The Skeleton In Armor
:
TALES OF PURITAN LAND
:
Myths And Legends Of Our Own Land
The skeleton of a man wearing a breastplate of brass, a belt made of
tubes of the same metal, and lying near some copper arrow-heads, was
exhumed at Fall River, Massachusetts, in 1834. The body had been
artificially embalmed or else preserved by salts in the soil. His arms
and armor suggest Phoenician origin, but the skeleton is thought to be
that of a Dane or Norwegian who spent the last winter of his life at
Newport.
He may have helped to carve the rock at West Newbury, or the
better-known Dighton rock at Taunton River that is covered with
inscriptions which the tides and frosts are fast effacing, and which have
been construed into a record of Norse exploration and discovery, though
some will have it that the inevitable Captain Kidd cut the figures there
to tell of buried treasure. The Indians have a legend of the arrival of
white men in a bird, undoubtedly a ship, from which issued thunder and
lightning. A battle ensued when the visitors landed, and the white men
wrote the story of it on the rock. Certain scholars of the eighteenth
century declared that the rock bore an account of the arrival of
Phoenician sailors, blown across the Atlantic and unable or unwilling to
return. A representation of the pillars of Hercules was thought to be
included among the sculptures, showing that the castaways were familiar
with the Mediterranean. Only this is known about Dighton Rock, however:
that it stood where it does, and as it does, when the English settled in
this neighborhood. The Indians said there were other rocks near it which
bore similar markings until effaced by tides and drifting ice.

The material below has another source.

//! Command handlers, one module per subcommand.

pub mod completions;
pub mod config;
pub mod init;
pub mod new;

Longfellow makes the wraith of the long-buried exile of the armor appear
and tell his story: He was a viking who loved the daughter of King
Hildebrand, and as royal consent to their union was withheld he made off
with the girl, hotly followed by the king and seventy horsemen. The
viking reached his vessel first, and hoisting sail continued his flight
over the sea, but the chase was soon upon him, and, having no alternative
but to fight or be taken, he swung around before the wind and rammed the
side of Hildebrand's galley, crushing in its timbers. The vessel tipped
and sank, and every soul on board went with her, while the viking's boat
kept on her course, and after a voyage of three weeks put in at
Narragansett Bay. The round tower at Newport this impetuous lover built
as a bower for his lady, and there he guarded her from the dangers that
beset those who are first in savage countries. When the princess died she
was buried in the tower, and the lonely viking, arraying himself in his
armor, fell on his spear, like Brutus, and expired.